- Stored data -
-------------------------
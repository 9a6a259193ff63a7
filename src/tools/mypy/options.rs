//! mypy option allow-list and flag translation.

use crate::config::{OptionValue, ToolOptions};
use crate::error::{AdapterError, Result};

use super::TOOL_NAME;

/// Where the meaning of each mypy flag is documented.
pub const MYPY_DOCS_URL: &str = "https://mypy.readthedocs.io/en/stable/command_line.html";

/// Options whose value is a list of error-category suffixes.
///
/// Each entry `x` of option `allow` becomes `--allow-x`.
pub const LIST_OPTIONS: &[&str] = &["allow", "check", "disallow", "no-check", "no-warn", "warn"];

/// Shape of an option's value.
#[derive(Debug, Clone, Copy, PartialEq, Eq)]
pub enum OptionKind {
    /// Boolean switch; emits a flag when true.
    Flag,
    /// String value; emits `--name=value`.
    Value,
    /// List of suffixes; emits one `--name-entry` per entry.
    List,
}

impl OptionKind {
    /// Name of the value type this kind expects.
    pub fn expected(self) -> &'static str {
        match self {
            OptionKind::Flag => "boolean",
            OptionKind::Value => "string",
            OptionKind::List => "list",
        }
    }
}

/// A recognized option.
#[derive(Debug, Clone, Copy)]
pub struct OptionSpec {
    pub name: &'static str,
    pub kind: OptionKind,
    pub help: &'static str,
}

/// Every option mypy accepts from a profile.
pub const OPTIONS: &[OptionSpec] = &[
    OptionSpec {
        name: "allow",
        kind: OptionKind::List,
        help: "Emit --allow-<entry> for each entry",
    },
    OptionSpec {
        name: "check",
        kind: OptionKind::List,
        help: "Emit --check-<entry> for each entry",
    },
    OptionSpec {
        name: "disallow",
        kind: OptionKind::List,
        help: "Emit --disallow-<entry> for each entry",
    },
    OptionSpec {
        name: "no-check",
        kind: OptionKind::List,
        help: "Emit --no-check-<entry> for each entry",
    },
    OptionSpec {
        name: "no-warn",
        kind: OptionKind::List,
        help: "Emit --no-warn-<entry> for each entry",
    },
    OptionSpec {
        name: "warn",
        kind: OptionKind::List,
        help: "Emit --warn-<entry> for each entry",
    },
    OptionSpec {
        name: "strict",
        kind: OptionKind::Flag,
        help: "Enable all optional strictness checks",
    },
    OptionSpec {
        name: "follow-imports",
        kind: OptionKind::Value,
        help: "How to treat imports: normal (default), silent, skip, error",
    },
    OptionSpec {
        name: "ignore-missing-imports",
        kind: OptionKind::Flag,
        help: "Silence errors about imports that cannot be resolved",
    },
    OptionSpec {
        name: "implicit-optional",
        kind: OptionKind::Flag,
        help: "Treat a None default as making the argument Optional",
    },
    OptionSpec {
        name: "strict-optional",
        kind: OptionKind::Flag,
        help: "Enable strict None checking",
    },
    OptionSpec {
        name: "platform",
        kind: OptionKind::Value,
        help: "Check as if running on this platform (e.g. linux, win32)",
    },
    OptionSpec {
        name: "python-2-mode",
        kind: OptionKind::Flag,
        help: "Check Python 2 code (--py2)",
    },
    OptionSpec {
        name: "python-version",
        kind: OptionKind::Value,
        help: "Check as if running under this Python version (e.g. \"3.11\")",
    },
    OptionSpec {
        name: "namespace-packages",
        kind: OptionKind::Flag,
        help: "Support namespace packages without __init__.py",
    },
];

/// Default for `follow-imports`.
pub const DEFAULT_FOLLOW_IMPORTS: &str = "normal";

/// Look up an option by name.
pub fn option_spec(name: &str) -> Option<&'static OptionSpec> {
    OPTIONS.iter().find(|spec| spec.name == name)
}

/// Check every key against the allow-list and every value against its kind.
///
/// # Errors
///
/// Returns `BadToolConfig` naming the first offending key.
pub fn validate(options: &ToolOptions) -> Result<()> {
    for key in options.keys() {
        let Some(spec) = option_spec(key) else {
            return Err(AdapterError::bad_config(
                TOOL_NAME,
                format!(
                    "Option {} is not valid. See the list of possible options \
                     (`mypy-adapter options`) or {}",
                    key, MYPY_DOCS_URL
                ),
            ));
        };

        let value = options.get(key).map(OptionValue::kind);
        if value != Some(spec.kind.expected()) {
            return Err(AdapterError::bad_config(
                TOOL_NAME,
                format!(
                    "Option {} expects a {} value, found {}",
                    key,
                    spec.kind.expected(),
                    value.unwrap_or("nothing")
                ),
            ));
        }
    }
    Ok(())
}

/// Translate validated options into mypy flags.
///
/// Flags come out in a fixed order regardless of how the options were
/// written, so the same options always produce the same command line.
pub fn build_flags(options: &ToolOptions) -> Result<Vec<String>> {
    validate(options)?;

    let flag = |key: &str| options.get(key).and_then(OptionValue::as_bool) == Some(true);
    let value = |key: &str| options.get(key).and_then(OptionValue::as_text);

    let mut flags = Vec::new();

    flags.push(format!(
        "--follow-imports={}",
        value("follow-imports").unwrap_or(DEFAULT_FOLLOW_IMPORTS)
    ));

    if flag("strict") {
        flags.push("--strict".to_string());
    }
    if flag("ignore-missing-imports") {
        flags.push("--ignore-missing-imports".to_string());
    }
    if flag("implicit-optional") {
        flags.push("--implicit-optional".to_string());
    }
    if let Some(platform) = value("platform").filter(|v| !v.is_empty()) {
        flags.push(format!("--platform={}", platform));
    }
    if flag("python-2-mode") {
        flags.push("--py2".to_string());
    }
    if let Some(version) = value("python-version").filter(|v| !v.is_empty()) {
        flags.push(format!("--python-version={}", version));
    }
    if flag("strict-optional") {
        flags.push("--strict-optional".to_string());
    }
    if flag("namespace-packages") {
        flags.push("--namespace-packages".to_string());
    }

    for category in LIST_OPTIONS {
        let entries = options.get(category).and_then(OptionValue::as_list);
        for entry in entries.unwrap_or_default() {
            flags.push(format!("--{}-{}", category, entry));
        }
    }

    Ok(flags)
}
//! Visual theme and styling.

use console::Style;

/// Terminal theme for status lines.
#[derive(Debug, Clone)]
pub struct Theme {
    /// Style for success messages (green).
    pub success: Style,
    /// Style for warning messages (orange).
    pub warning: Style,
    /// Style for error messages (red bold).
    pub error: Style,
    /// Style for dim/secondary text.
    pub dim: Style,
}

impl Default for Theme {
    fn default() -> Self {
        Self::new()
    }
}

impl Theme {
    /// Create the default colored theme.
    pub fn new() -> Self {
        Self {
            success: Style::new().green(),
            warning: Style::new().color256(208),
            error: Style::new().red().bold(),
            dim: Style::new().dim(),
        }
    }

    /// Create a theme without colors (for non-TTY or --no-color).
    pub fn plain() -> Self {
        Self {
            success: Style::new(),
            warning: Style::new(),
            error: Style::new(),
            dim: Style::new(),
        }
    }

    /// Format a success message (icon + text in green).
    pub fn format_success(&self, msg: &str) -> String {
        format!("{}", self.success.apply_to(format!("✓ {}", msg)))
    }

    /// Format a warning message (icon + text in orange).
    pub fn format_warning(&self, msg: &str) -> String {
        format!("{}", self.warning.apply_to(format!("⚠ {}", msg)))
    }

    /// Format an error message (icon + text in red bold).
    pub fn format_error(&self, msg: &str) -> String {
        format!("{}", self.error.apply_to(format!("✗ {}", msg)))
    }
}

/// Check if colors should be enabled.
pub fn should_use_colors() -> bool {
    // Check NO_COLOR env var (https://no-color.org/)
    if std::env::var("NO_COLOR").is_ok() {
        return false;
    }

    console::Term::stdout().is_term()
}

#[cfg(test)]
mod tests {
    use super::*;

    #[test]
    fn theme_formats_success() {
        let msg = Theme::plain().format_success("Complete");
        assert_eq!(msg, "✓ Complete");
    }

    #[test]
    fn theme_formats_warning() {
        let msg = Theme::plain().format_warning("Caution");
        assert_eq!(msg, "⚠ Caution");
    }

    #[test]
    fn theme_formats_error() {
        let msg = Theme::plain().format_error("Failed");
        assert_eq!(msg, "✗ Failed");
    }
}
//! Terminal UI.

use super::theme::{should_use_colors, Theme};
use super::{OutputMode, UserInterface};

/// Writes diagnostics to stdout and status lines to stderr.
///
/// Keeping status off stdout means `--format json` output stays parseable.
pub struct TerminalUI {
    mode: OutputMode,
    theme: Theme,
    use_color: bool,
}

impl TerminalUI {
    /// Create a terminal UI; colors follow `use_color`.
    pub fn new(mode: OutputMode, use_color: bool) -> Self {
        Self {
            mode,
            theme: if use_color {
                Theme::new()
            } else {
                Theme::plain()
            },
            use_color,
        }
    }
}

impl UserInterface for TerminalUI {
    fn output_mode(&self) -> OutputMode {
        self.mode
    }

    fn message(&mut self, msg: &str) {
        println!("{}", msg);
    }

    fn detail(&mut self, msg: &str) {
        if self.mode.shows_details() {
            eprintln!("{}", self.theme.dim.apply_to(msg));
        }
    }

    fn success(&mut self, msg: &str) {
        if self.mode.shows_status() {
            eprintln!("{}", self.theme.format_success(msg));
        }
    }

    fn warning(&mut self, msg: &str) {
        if self.mode.shows_status() {
            eprintln!("{}", self.theme.format_warning(msg));
        }
    }

    fn error(&mut self, msg: &str) {
        eprintln!("{}", self.theme.format_error(msg));
    }

    fn use_color(&self) -> bool {
        self.use_color
    }
}

/// Create the UI for this process.
///
/// Colors are used only when stdout is a terminal, `NO_COLOR` is unset,
/// and `no_color` is false.
pub fn create_ui(mode: OutputMode, no_color: bool) -> Box<dyn UserInterface> {
    Box::new(TerminalUI::new(mode, !no_color && should_use_colors()))
}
-------------------------
- WHAT TO WORK ON -
Look above for lines with the word "super" and copy them all.

- YOUR SOLUTION -
use super::TOOL_NAME;
    use super::*;
use super::theme::{should_use_colors, Theme};
use super::{OutputMode, UserInterface};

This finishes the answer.